Some people see the "square form" of keyboard as different from the ones that have set intervals in triangles, however I see this as a special case with right angled triangles, where one set of intervals is about to form into another. Take for example the Pitt-Taylor 1922 Pat.No. 208274 keyboard.  with semitones along the rows of notes and half octaves above them,  i.e. a rows of notes:

F  F# G  G# A  Bb
B  C  C# D  Eb E

Looked at one way is G,L,D. : 6, 1, (5).  or the other (7), 1, 6.

In addition mirror images and keyboards which are turned upside down are not fundamentally different.  A good example of this is the B continentinal chromatic keyboard, which is the mirror image of the C continental chromatic keyboard.

I hadn't come across this system under that name before, however I have met it on Accordions before where it is usually called the "Uniform System".  I have turned up an article by Albert Delroy from "Accordion Times" about 20 years ago, (regret I only have a photocopy of the article not the whole magazine to date it exactly).  He writes that it was invented in that form for the Accordion by John H. Reuther of New York.  He also mentions that it already existed as the "Austrian" system but with round buttons. The Scottish Accordionist, the late Jimmy Blair, was an exponent of this system.

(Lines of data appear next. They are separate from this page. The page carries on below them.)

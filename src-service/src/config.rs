//! Configuration: command-line flags layered over an optional TOML file.
//!
//! # Config File Locations
//!
//! The first file found wins:
//! 1. `--config PATH` (or `VOCTODECK_CONFIG`), which must exist
//! 2. `./voctodeck.toml`
//! 3. `~/.config/voctodeck/config.toml`
//! 4. `/etc/voctodeck/config.toml`
//!
//! Without any file the compiled defaults drive the built-in 15-key layout.
//!
//! # Example Config
//!
//! ```toml
//! [mixer]
//! address = "mixer.local:9999"
//!
//! [deck]
//! brightness = 40
//! font = "/usr/share/fonts/TTF/DejaVuSans-Bold.ttf"
//!
//! [[buttons]]
//! name = "vpn"
//! label = "VPN"
//! binding = { kind = "command", predicate = "ip link show wg0" }
//! action = { kind = "run", argv = ["wg-quick", "up", "wg0"] }
//! ```

use std::collections::HashSet;
use std::path::{Path, PathBuf};
use std::time::Duration;

use clap::{Parser, ValueEnum};
use serde::{Deserialize, Serialize};
use thiserror::Error;
use voctodeck_common::protocol::DEFAULT_MIXER_PORT;
use voctodeck_common::{default_layout, Action, Binding, ButtonSpec};

/// Configuration loading errors.
#[derive(Debug, Error)]
pub enum ConfigError {
    #[error("Config file {path} does not exist")]
    NotFound { path: PathBuf },

    #[error("Failed to read config file {path}: {source}")]
    FileRead {
        path: PathBuf,
        source: std::io::Error,
    },

    #[error("Failed to parse config file {path}: {message}")]
    Parse { path: PathBuf, message: String },

    #[error("Failed to serialize config: {0}")]
    Serialize(String),

    #[error("Invalid configuration: {0}")]
    Invalid(String),
}

/// Command-line options for the daemon.
#[derive(Debug, Clone, Default, Parser)]
#[command(name = "voctodeck")]
#[command(version)]
#[command(about = "Bind an illuminated key panel to a live video mixer", long_about = None)]
pub struct Cli {
    /// Path to a TOML config file
    #[arg(short, long, env = "VOCTODECK_CONFIG")]
    pub config: Option<PathBuf>,

    /// Mixer control endpoint (host:port)
    #[arg(long, env = "VOCTODECK_MIXER")]
    pub mixer: Option<String>,

    /// Accept raw RGB video frames on this address and show them on the video key
    #[arg(long, env = "VOCTODECK_VIDEO_LISTEN")]
    pub video_listen: Option<String>,

    /// Run without hardware (key images are only logged)
    #[arg(long)]
    pub headless: bool,

    /// Panel brightness in percent
    #[arg(long, value_parser = clap::value_parser!(u8).range(0..=100))]
    pub brightness: Option<u8>,

    /// Increase log verbosity
    #[arg(short, long)]
    pub verbose: bool,

    /// List attached panels and exit
    #[arg(long)]
    pub list_devices: bool,

    /// Print the effective configuration as TOML and exit
    #[arg(long)]
    pub dump_config: bool,
}

/// Complete daemon configuration.
#[derive(Debug, Clone, PartialEq, Serialize, Deserialize)]
#[serde(default)]
pub struct ServiceConfig {
    pub mixer: MixerConfig,
    pub deck: DeckConfig,
    pub video: VideoConfig,
    pub poll: PollConfig,
    pub buttons: Vec<ButtonSpec>,
}

impl Default for ServiceConfig {
    fn default() -> Self {
        Self {
            mixer: MixerConfig::default(),
            deck: DeckConfig::default(),
            video: VideoConfig::default(),
            poll: PollConfig::default(),
            buttons: default_layout(),
        }
    }
}

/// Mixer control connection.
#[derive(Debug, Clone, PartialEq, Eq, Serialize, Deserialize)]
#[serde(default)]
pub struct MixerConfig {
    /// `host:port` of the mixer control endpoint
    pub address: String,
    pub connect_timeout_ms: u64,
    /// First reconnect delay; doubles after every failed attempt
    pub backoff_initial_ms: u64,
    pub backoff_max_ms: u64,
}

impl Default for MixerConfig {
    fn default() -> Self {
        Self {
            address: format!("localhost:{}", DEFAULT_MIXER_PORT),
            connect_timeout_ms: 2000,
            backoff_initial_ms: 250,
            backoff_max_ms: 10_000,
        }
    }
}

impl MixerConfig {
    pub fn connect_timeout(&self) -> Duration {
        Duration::from_millis(self.connect_timeout_ms)
    }

    pub fn backoff_initial(&self) -> Duration {
        Duration::from_millis(self.backoff_initial_ms)
    }

    pub fn backoff_max(&self) -> Duration {
        Duration::from_millis(self.backoff_max_ms)
    }
}

/// Which device backend drives the panel.
#[derive(Debug, Clone, Copy, PartialEq, Eq, Serialize, Deserialize, ValueEnum)]
#[serde(rename_all = "snake_case")]
pub enum BackendKind {
    /// Elgato Stream Deck over hidapi
    Streamdeck,
    /// In-memory panel for testing and dry runs
    Headless,
}

impl Default for BackendKind {
    fn default() -> Self {
        if cfg!(feature = "streamdeck") {
            BackendKind::Streamdeck
        } else {
            BackendKind::Headless
        }
    }
}

/// Physical panel settings.
#[derive(Debug, Clone, PartialEq, Eq, Serialize, Deserialize)]
#[serde(default)]
pub struct DeckConfig {
    pub backend: BackendKind,
    /// Initial brightness in percent
    pub brightness: u8,
    /// TrueType font used for key labels
    #[serde(skip_serializing_if = "Option::is_none")]
    pub font: Option<PathBuf>,
    /// Only open the panel with this serial number
    #[serde(skip_serializing_if = "Option::is_none")]
    pub serial: Option<String>,
}

impl Default for DeckConfig {
    fn default() -> Self {
        Self {
            backend: BackendKind::default(),
            brightness: 30,
            font: None,
            serial: None,
        }
    }
}

/// Largest accepted video frame side, in pixels.
pub const MAX_FRAME_SIDE: u32 = 2048;

/// Raw video preview on one key.
#[derive(Debug, Clone, PartialEq, Eq, Serialize, Deserialize)]
#[serde(default)]
pub struct VideoConfig {
    pub enabled: bool,
    /// Address the frame source connects to
    pub listen: String,
    /// Frame width in pixels
    pub width: u32,
    /// Frame height in pixels
    pub height: u32,
    /// Key index the frames are drawn on
    pub key: usize,
}

impl Default for VideoConfig {
    fn default() -> Self {
        Self {
            enabled: false,
            listen: "127.0.0.1:9998".to_string(),
            width: 72,
            height: 72,
            key: 4,
        }
    }
}

impl VideoConfig {
    /// Bytes in one raw RGB frame.
    ///
    /// Saturates instead of overflowing; `validate` keeps real sizes small.
    pub fn frame_len(&self) -> usize {
        (self.width as usize)
            .saturating_mul(self.height as usize)
            .saturating_mul(3)
    }
}

/// Periodic pollers for update buttons and workspaces.
#[derive(Debug, Clone, PartialEq, Eq, Serialize, Deserialize)]
#[serde(default)]
pub struct PollConfig {
    pub interval_ms: u64,
    /// Upper bound on a single predicate or window-manager query
    pub command_timeout_ms: u64,
    /// Shell used to run update-button predicates
    pub shell: String,
    /// Command printing the workspace list as JSON
    pub workspace_query: Vec<String>,
    /// Command switching workspaces; `{id}` is replaced by the workspace id
    pub workspace_switch: Vec<String>,
}

impl Default for PollConfig {
    fn default() -> Self {
        Self {
            interval_ms: 200,
            command_timeout_ms: 1000,
            shell: "sh".to_string(),
            workspace_query: vec![
                "i3-msg".to_string(),
                "-t".to_string(),
                "get_workspaces".to_string(),
            ],
            workspace_switch: vec![
                "i3-msg".to_string(),
                "workspace".to_string(),
                "{id}".to_string(),
            ],
        }
    }
}

impl PollConfig {
    pub fn interval(&self) -> Duration {
        Duration::from_millis(self.interval_ms)
    }

    pub fn command_timeout(&self) -> Duration {
        Duration::from_millis(self.command_timeout_ms)
    }
}

impl ServiceConfig {
    /// Load the config file (if any), then apply command-line overrides.
    ///
    /// Returns the config and the file it came from.
    pub fn load(cli: &Cli) -> Result<(Self, Option<PathBuf>), ConfigError> {
        let path = discover_config_file(cli.config.as_deref())?;
        let mut config = match &path {
            Some(path) => Self::from_file(path)?,
            None => Self::default(),
        };
        config.apply_cli(cli);
        config.validate()?;
        Ok((config, path))
    }

    pub fn from_file(path: &Path) -> Result<Self, ConfigError> {
        let contents = std::fs::read_to_string(path).map_err(|e| ConfigError::FileRead {
            path: path.to_path_buf(),
            source: e,
        })?;
        Self::from_toml_str(&contents, path)
    }

    pub fn from_toml_str(contents: &str, path: &Path) -> Result<Self, ConfigError> {
        toml::from_str(contents).map_err(|e| ConfigError::Parse {
            path: path.to_path_buf(),
            message: e.to_string(),
        })
    }

    /// Command-line flags (and their environment variables) win over the file.
    pub fn apply_cli(&mut self, cli: &Cli) {
        if let Some(address) = &cli.mixer {
            self.mixer.address = address.clone();
        }
        if let Some(listen) = &cli.video_listen {
            self.video.enabled = true;
            self.video.listen = listen.clone();
        }
        if cli.headless {
            self.deck.backend = BackendKind::Headless;
        }
        if let Some(brightness) = cli.brightness {
            self.deck.brightness = brightness;
        }
    }

    pub fn validate(&self) -> Result<(), ConfigError> {
        let invalid = |msg: String| Err(ConfigError::Invalid(msg));

        if self.mixer.address.trim().is_empty() {
            return invalid("mixer.address cannot be empty".into());
        }
        if self.mixer.backoff_initial_ms == 0
            || self.mixer.backoff_max_ms < self.mixer.backoff_initial_ms
        {
            return invalid("mixer backoff must satisfy 0 < initial <= max".into());
        }
        if self.deck.brightness > 100 {
            return invalid(format!(
                "deck.brightness must be 0-100, got {}",
                self.deck.brightness
            ));
        }
        if self.poll.interval_ms == 0 || self.poll.command_timeout_ms == 0 {
            return invalid("poll interval and timeout must be positive".into());
        }
        if self.poll.workspace_query.is_empty() || self.poll.workspace_switch.is_empty() {
            return invalid("poll.workspace_query and poll.workspace_switch need a program".into());
        }
        if self.video.enabled {
            if self.video.width == 0 || self.video.height == 0 {
                return invalid("video frame size must be non-zero".into());
            }
            if self.video.width > MAX_FRAME_SIDE || self.video.height > MAX_FRAME_SIDE {
                return invalid(format!(
                    "video frame {}x{} exceeds {}x{}",
                    self.video.width, self.video.height, MAX_FRAME_SIDE, MAX_FRAME_SIDE
                ));
            }
            if self.video.key >= self.buttons.len() {
                return invalid(format!(
                    "video.key {} is outside the {}-button layout",
                    self.video.key,
                    self.buttons.len()
                ));
            }
        }

        let mut names = HashSet::new();
        for button in &self.buttons {
            if button.name.is_empty() {
                return invalid("every button needs a name".into());
            }
            if !names.insert(button.name.as_str()) {
                return invalid(format!("duplicate button name {:?}", button.name));
            }
            validate_button(button).map_err(ConfigError::Invalid)?;
        }
        Ok(())
    }

    /// Serialize config to a TOML string.
    pub fn to_toml(&self) -> Result<String, ConfigError> {
        toml::to_string_pretty(self).map_err(|e| ConfigError::Serialize(e.to_string()))
    }
}

fn validate_button(button: &ButtonSpec) -> Result<(), String> {
    match &button.binding {
        Binding::Scene { mode, inputs } if mode.is_empty() || inputs.is_empty() => {
            return Err(format!(
                "scene button {:?} needs a mode and at least one input",
                button.name
            ));
        }
        Binding::Command { predicate } if predicate.trim().is_empty() => {
            return Err(format!("update button {:?} has an empty predicate", button.name));
        }
        _ => {}
    }

    match button.effective_action() {
        Action::Mixer { command } => command
            .validate()
            .map_err(|e| format!("button {:?}: {}", button.name, e)),
        Action::Run { argv } if argv.is_empty() => {
            Err(format!("button {:?} has an empty run argv", button.name))
        }
        _ => Ok(()),
    }
}

/// Find the config file to load, honoring an explicit override.
pub fn discover_config_file(cli_path: Option<&Path>) -> Result<Option<PathBuf>, ConfigError> {
    if let Some(path) = cli_path {
        if !path.exists() {
            return Err(ConfigError::NotFound {
                path: path.to_path_buf(),
            });
        }
        return Ok(Some(path.to_path_buf()));
    }

    let mut candidates = vec![PathBuf::from("voctodeck.toml")];
    if let Some(dirs) = directories::BaseDirs::new() {
        candidates.push(dirs.config_dir().join("voctodeck/config.toml"));
    }
    candidates.push(PathBuf::from("/etc/voctodeck/config.toml"));

    Ok(candidates.into_iter().find(|p| p.exists()))
}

Out of the mathematically possible systems, 9 have been patented, proposed, or made; including one by Wheatstone. The Wheatstone patent is 1844 Pat. No. 10041: see figures 7 & 8 of that patent.  This is G.L.D.  5, 1, 4. GLD 12, 5, 7 will be found as Wesley 2002 (US Patent # 6501011) although I did mention the possibility of this as a squashed form of mine if you read the text very carefully. And finally, there is a free bass keyboard for the accordion Ronald Merrett, 1956 pat. no. 856926,  which is GLD 7, 4, 3.